The most widely recognized measure for defining a "green building" is the Leadership in Energy and Environmental Design (LEED) certification developed by the U.S. Green Building Council (USGBC). The USGBC is a non-profit organization which established voluntary, consensus-based national rating standards for sustainable building design. The standards cover existing and new commercial construction and renovation, core and shell projects, and neighborhood developments. The written certification is a point-based system that covers six categories: sustainable sites, water efficiency, energy and atmosphere, materials and resources, indoor environmental quality, and the innovation and design process.
LEED projects have grown from over 80 million s/f in 2002 to over 642 million s/f in 2006, primarily driven by energy cost savings. In NYS, over 66 local governments have adopted incentives for green buildings and executive order 111 mandates the use of green standards in constructing state buildings.
Green building tax credits are available for eligible buildings under the federal Energy Policy Act of 2005. NYS offers a tax credit for green construction or energy efficient retrofits meeting eligible building requirements, and a brownfields tax credit if the project revitalizes a previously industrialized site. Some lenders offer discounted rates for green buildings.
The available tax credit and incentive programs, and the proliferation of emerging green technologies that have not yet withstood the test of time, have created a number of new legal issues to be considered by counsel for owners and developers:
* Conformity to design criteria: Whatever criteria are being used to satisfy lender requirements or to qualify for tax credits, counsel must provide for recourse against the designers and contractors if the building as designed or constructed fails to meet applicable criteria. Documentation must be negotiated at all levels of the process. Representations and warranties must be crafted to backstop traditional design and construction warranties without becoming overly broad or unenforceable.
* Timing: Green building and brownfields tax credits require triggering events (including when the building is put in service) to occur in specific tax years or when certain certifications are issued, requiring an integrated design process to avoid unpleasant surprises associated with ineligible costs or rejected tax credits.
* Negotiating agreements: Green projects can alter conventional understandings about what constitutes a design defect (that may be covered by the architect/engineer's professional liability insurance) and what constitutes a construction defect (that may be subject to the contractor's warranty). The 2007 edition of the AIA owner-architect agreement, for example, requires the architect to "consider environmentally responsible design alternatives" in developing its schematic design based on the owner's program. Also, equipment being incorporated into buildings may require licenses, post-construction maintenance or pose challenges for integration with other building systems. These issues require careful contracting with equipment providers, architects, contractors, lenders, environmental agencies, taxing authorities and others to secure appropriate recourse, adequate insurance, performance bonds and warranties.
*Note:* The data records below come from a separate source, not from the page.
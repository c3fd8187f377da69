//! Import table parsing

use crate::formats::pe::sections::SectionTable;
use crate::formats::pe::types::*;
use crate::formats::pe::utils::{read_cstring, u16_at, u32_at, u64_at};

/// Upper bound on import descriptors walked before giving up on a terminator
pub const MAX_DESCRIPTORS: usize = 4096;
/// Upper bound on thunks decoded across the whole table
pub const MAX_IMPORTS: usize = 65536;

/// Parse the import directory into descriptors with their entries
pub fn parse_imports<'a>(
    data: &'a [u8],
    sections: &SectionTable,
    import_dir: &DataDirectory,
    is_64bit: bool,
) -> Result<Vec<ImportDescriptor<'a>>> {
    let mut descriptors = Vec::new();
    if import_dir.virtual_address == 0 {
        return Ok(descriptors);
    }

    let mut offset = sections
        .rva_to_offset(import_dir.virtual_address)
        .ok_or(PeError::InvalidRva {
            rva: import_dir.virtual_address,
        })?;

    let mut total_imports = 0;

    while descriptors.len() < MAX_DESCRIPTORS && total_imports < MAX_IMPORTS {
        let Some(desc_data) = data.get(offset..offset + IMPORT_DESCRIPTOR_SIZE) else {
            break;
        };

        // Check for terminator (all zeros)
        if desc_data.iter().all(|&b| b == 0) {
            break;
        }

        let original_first_thunk = u32_at(data, offset)?;
        let name_rva = u32_at(data, offset + 12)?;
        let first_thunk = u32_at(data, offset + 16)?;
        offset += IMPORT_DESCRIPTOR_SIZE;

        // Skip invalid entries
        if name_rva == 0 {
            continue;
        }

        let name_offset = sections
            .rva_to_offset(name_rva)
            .ok_or(PeError::InvalidRva { rva: name_rva })?;
        let dll_name = read_cstring(data, name_offset, 256)?;

        // Use original first thunk if available, otherwise first thunk
        let thunk_rva = if original_first_thunk != 0 {
            original_first_thunk
        } else {
            first_thunk
        };

        let entries = parse_thunks(
            data,
            sections,
            thunk_rva,
            is_64bit,
            MAX_IMPORTS - total_imports,
        )?;
        total_imports += entries.len();

        descriptors.push(ImportDescriptor { dll_name, entries });
    }

    Ok(descriptors)
}

fn parse_thunks<'a>(
    data: &'a [u8],
    sections: &SectionTable,
    thunk_rva: u32,
    is_64bit: bool,
    max_count: usize,
) -> Result<Vec<ImportEntry<'a>>> {
    let mut entries = Vec::new();
    if thunk_rva == 0 {
        return Ok(entries);
    }

    let mut thunk_offset = sections
        .rva_to_offset(thunk_rva)
        .ok_or(PeError::InvalidRva { rva: thunk_rva })?;

    let entry_size = if is_64bit { 8 } else { 4 };

    while entries.len() < max_count {
        if thunk_offset + entry_size > data.len() {
            break;
        }

        let (val, is_ordinal) = if is_64bit {
            let val = u64_at(data, thunk_offset)?;
            (val, val & (1u64 << 63) != 0)
        } else {
            let val = u32_at(data, thunk_offset)? as u64;
            (val, val & (1u64 << 31) != 0)
        };

        // Check for terminator
        if val == 0 {
            break;
        }

        let entry = if is_ordinal {
            ImportEntry {
                name: None,
                ordinal: Some((val & 0xFFFF) as u16),
                hint: None,
            }
        } else {
            let hint_name_rva = (val & 0x7FFF_FFFF) as u32;
            match sections.rva_to_offset(hint_name_rva) {
                Some(hint_offset) => ImportEntry {
                    name: read_cstring(data, hint_offset + 2, 512).ok(),
                    ordinal: None,
                    hint: u16_at(data, hint_offset).ok(),
                },
                None => ImportEntry {
                    name: None,
                    ordinal: None,
                    hint: None,
                },
            }
        };

        entries.push(entry);
        thunk_offset += entry_size;
    }

    Ok(entries)
}
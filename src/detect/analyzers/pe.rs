//! PE structural analysis.

use memchr::memmem;
use tracing::{debug, warn};

use super::{apply_rules, EntryRule};
use crate::core::{DetectionResult, Language};
use crate::formats::pe::PeParser;
use crate::formats::Container;

/// Import entries are `function:dll`; the DLL rule compares the whole entry.
const IMPORT_RULES: &[EntryRule] = &[
    EntryRule {
        matches: |e| e.contains("go_") || e == "runtime.dll",
        languages: &[Language::Go],
        label: "Go runtime",
    },
    EntryRule {
        matches: |e| e.contains("Qt"),
        languages: &[Language::Cpp],
        label: "Qt framework",
    },
    EntryRule {
        matches: |e| e.contains("msvcr") || e.contains("vcruntime"),
        languages: &[Language::C, Language::Cpp],
        label: "MSVC runtime",
    },
];

/// Analyze a PE image.
pub fn analyze(image: &[u8], result: &mut DetectionResult) {
    let parser = match PeParser::new(image) {
        Ok(parser) => parser,
        Err(e) => {
            warn!(error = %e, "PE parsing failed");
            result.note(format!("PE parsing failed: {}", e));
            return;
        }
    };

    if parser.is_dotnet() {
        result.record(&Language::DOTNET, "Found .NET metadata");
    }

    if parser.any_section_name(|name| name.contains("gofunc") || name.contains("goinfo")) {
        result.record(&[Language::Go], "Found Go runtime indicators");
    }

    if has_rust_panic_strings(&parser) {
        result.record(&[Language::Rust], "Found Rust panic strings");
    }

    let imports = parser.imports().unwrap_or_else(|e| {
        debug!(error = %e, "import enumeration failed");
        Vec::new()
    });
    apply_rules(result, &imports, IMPORT_RULES);
}

fn has_rust_panic_strings(parser: &PeParser<'_>) -> bool {
    parser
        .sections()
        .iter()
        .filter(|s| s.name.contains(".rdata"))
        .any(|s| memmem::find(s.data, b"rust_panic").is_some())
}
* Warranties: Green building has led to "performance contracting," which is a method for implementing energy efficiency by allowing money saved with new technologies to be used to offset the cost of purchasing, installing, and operating the technology. A "performance contract" for a high-rise building retrofit may provide for guaranteed energy savings that will "pay for themselves" over a specified period of time. Some performance contractors will offer to "front" the design and construction costs otherwise borne by the builder in return for a financing charge. Such guaranteed energy savings may be secured by letters of credit and performance bonds, and may constitute inadvertent warranties requiring special expertise to address.
The chief barriers to adopting green building methods are (a) that the business case is not sufficiently convincing; (b) the tax benefits are not well understood; or (c) the process is viewed as costly and complex. An experienced and creative legal team can help secure substantial tax, financial, and energy/conservation benefits and guide the owner/developer through an efficient construction process to avoid nasty surprises or project delays.

Jean McCreary is a partner and environmental group practice leader, Bruce Baker is a partner, and David Pieterse is an associate at Nixon Peabody, LLP, Rochester, N.Y.